Exercise objective
For the material below, count the lines containing "execute" and reply with the number alone.

Entries provided
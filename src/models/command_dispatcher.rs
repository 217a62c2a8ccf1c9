use crate::constants::RANK_BADGES;
use crate::models::{BreakdownEntry, Command, PeriodKey, QueryArgs, QueryResult};
use crate::utils::rank_label;
use crate::{EmojiTally, Error, InboundMessage};
use log::{error, info};

pub const HELP_TEXT: &str = "🤖 *Bot Contador de Emojis*

📝 *Configuração:*
!emoji add 😀 - Adicionar emoji
!emoji remove 😀 - Remover emoji
!emoji list - Ver emojis rastreados

📊 *Contagem:*
!emoji count 😀 - Ver contagem detalhada
!emoji ranking 😀 - Ver ranking
!emoji user 😀 - Sua contagem

💡 *Exemplos:*
!emoji add 👍
!emoji count 👍
!emoji ranking 😂 12 2024";

pub const UNKNOWN_COMMAND_TEXT: &str = "❓ Comando não reconhecido. Use !emoji help para ajuda.";

/// Routes inbound messages either to command handling or to counting, and renders the
/// textual replies.
pub struct CommandDispatcher;

impl CommandDispatcher {
    /// Handles a single inbound message, returning the reply to send back, if any.
    ///
    /// Command messages are never counted but still refresh the author's display name.
    pub fn handle(tally: &mut EmojiTally, message: &InboundMessage) -> Option<String> {
        if !message.is_group_chat {
            return None;
        }

        match Command::parse(&message.text, tally.config().command_prefix) {
            Some(command) => {
                tally.observe_author(message);
                Some(Self::execute(tally, message, command))
            }
            None => {
                tally.ingest(message);
                None
            }
        }
    }

    pub fn execute(tally: &mut EmojiTally, message: &InboundMessage, command: Command) -> String {
        match command {
            Command::Add(symbol) => match tally.add_tracked(symbol.as_deref().unwrap_or("")) {
                Ok(_) => format!("✅ Emoji {} adicionado!", symbol.unwrap_or_default()),
                Err(err) => Self::usage_or_error(err, "❓ Uso: !emoji add 😀"),
            },
            Command::Remove(symbol) => match tally.remove_tracked(symbol.as_deref().unwrap_or(""))
            {
                Ok(_) => format!("❌ Emoji {} removido!", symbol.unwrap_or_default()),
                Err(err) => Self::usage_or_error(err, "❓ Uso: !emoji remove 😀"),
            },
            Command::Count(Some(args)) => Self::render_count(tally, message, &args),
            Command::Count(None) => "❓ Uso: !emoji count 😀 [mês] [ano]".to_string(),
            Command::Ranking(Some(args)) => Self::render_ranking(tally, message, &args),
            Command::Ranking(None) => "❓ Uso: !emoji ranking 😀".to_string(),
            Command::User(Some(args)) => Self::render_user_count(tally, message, &args),
            Command::User(None) => "❓ Uso: !emoji user 😀".to_string(),
            Command::List => Self::render_list(tally),
            Command::Help => HELP_TEXT.to_string(),
            Command::Unknown => UNKNOWN_COMMAND_TEXT.to_string(),
        }
    }

    fn render_count(tally: &EmojiTally, message: &InboundMessage, args: &QueryArgs) -> String {
        let result = tally.query_count(&message.group_id, &args.symbol, args.month, args.year);

        match result {
            QueryResult::Found(summary) => {
                let mut response = format!(
                    "📊 *{} em {}*\n📈 Total: {}\n\n",
                    args.symbol,
                    Self::period_label(tally, args, Some(summary.period)),
                    summary.total
                );

                for entry in &summary.breakdown {
                    response.push_str(&format!(
                        "{} {}: {}\n",
                        Self::count_line_badge(entry.rank),
                        entry.display_name,
                        entry.count
                    ));
                }

                response
            }
            QueryResult::NotFound => format!(
                "📭 Nenhum {} encontrado em {}",
                args.symbol,
                Self::period_label(tally, args, None)
            ),
        }
    }

    fn render_ranking(tally: &EmojiTally, message: &InboundMessage, args: &QueryArgs) -> String {
        let result = tally.query_ranking(&message.group_id, &args.symbol, args.month, args.year);

        match result {
            QueryResult::Found(ranking) => {
                let mut response = format!(
                    "🏆 *Ranking {} - {}*\n\n",
                    args.symbol,
                    Self::period_label(tally, args, Some(ranking.period))
                );

                for entry in &ranking.breakdown {
                    response.push_str(&Self::ranking_line(entry, &args.symbol));
                }

                response
            }
            QueryResult::NotFound => format!(
                "📭 Sem ranking para {} em {}",
                args.symbol,
                Self::period_label(tally, args, None)
            ),
        }
    }

    fn render_user_count(tally: &EmojiTally, message: &InboundMessage, args: &QueryArgs) -> String {
        let user_name = tally.directory().lookup(&message.user_id);

        let result = tally.query_user_count(
            &message.group_id,
            &args.symbol,
            &message.user_id,
            args.month,
            args.year,
        );

        match result {
            QueryResult::Found(user_count) => format!(
                "📊 {}: {}x {} em {}",
                user_name,
                user_count.count,
                args.symbol,
                Self::period_label(tally, args, Some(user_count.period))
            ),
            QueryResult::NotFound => format!(
                "📭 {}, você não enviou {} em {}",
                user_name,
                args.symbol,
                Self::period_label(tally, args, None)
            ),
        }
    }

    fn render_list(tally: &EmojiTally) -> String {
        let tracked = tally.list_tracked();

        if tracked.is_empty() {
            return "📝 Nenhum emoji sendo rastreado.\nUse: !emoji add 😀".to_string();
        }

        format!("📋 Rastreando: {}", tracked.join(" "))
    }

    /// Count lines carry the bare medal for the top three and the position number after.
    fn count_line_badge(rank: usize) -> String {
        match rank.checked_sub(1).and_then(|index| RANK_BADGES.get(index)) {
            Some(badge) => badge.to_string(),
            None => format!("{}º", rank),
        }
    }

    fn ranking_line(entry: &BreakdownEntry, symbol: &str) -> String {
        format!(
            "{} {} - {} {}\n",
            rank_label(entry.rank),
            entry.display_name,
            entry.count,
            symbol
        )
    }

    /// Renders the queried period as `month/year`.
    ///
    /// When the period cannot be resolved (an out-of-range month), the raw arguments are
    /// echoed and missing components come from the current clock.
    fn period_label(tally: &EmojiTally, args: &QueryArgs, resolved: Option<PeriodKey>) -> String {
        if let Some(period) = resolved.or_else(|| tally.resolve_period(args.month, args.year).ok())
        {
            return format!("{}/{}", period.month(), period.year());
        }

        let current = PeriodKey::from_timestamp(tally.now()).ok();
        let month = args.month.or_else(|| current.map(|period| period.month()));
        let year = args.year.or_else(|| current.map(|period| period.year()));

        format!(
            "{}/{}",
            month.map_or_else(String::new, |month| month.to_string()),
            year.map_or_else(String::new, |year| year.to_string())
        )
    }

    fn usage_or_error(err: Error, usage: &str) -> String {
        match err {
            Error::InvalidArgument(_) => usage.to_string(),
            err => {
                error!("Failed to execute command: {}", err);
                "❌ Erro interno. Tente novamente em alguns segundos.".to_string()
            }
        }
    }
}

/// Replays a sequence of inbound messages through the dispatcher, collecting replies.
pub fn replay_messages(tally: &mut EmojiTally, messages: &[InboundMessage]) -> Vec<String> {
    let replies: Vec<String> = messages
        .iter()
        .filter_map(|message| CommandDispatcher::handle(tally, message))
        .collect();

    info!(
        "Replayed {} messages, {} replies",
        messages.len(),
        replies.len()
    );

    replies
}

Result
3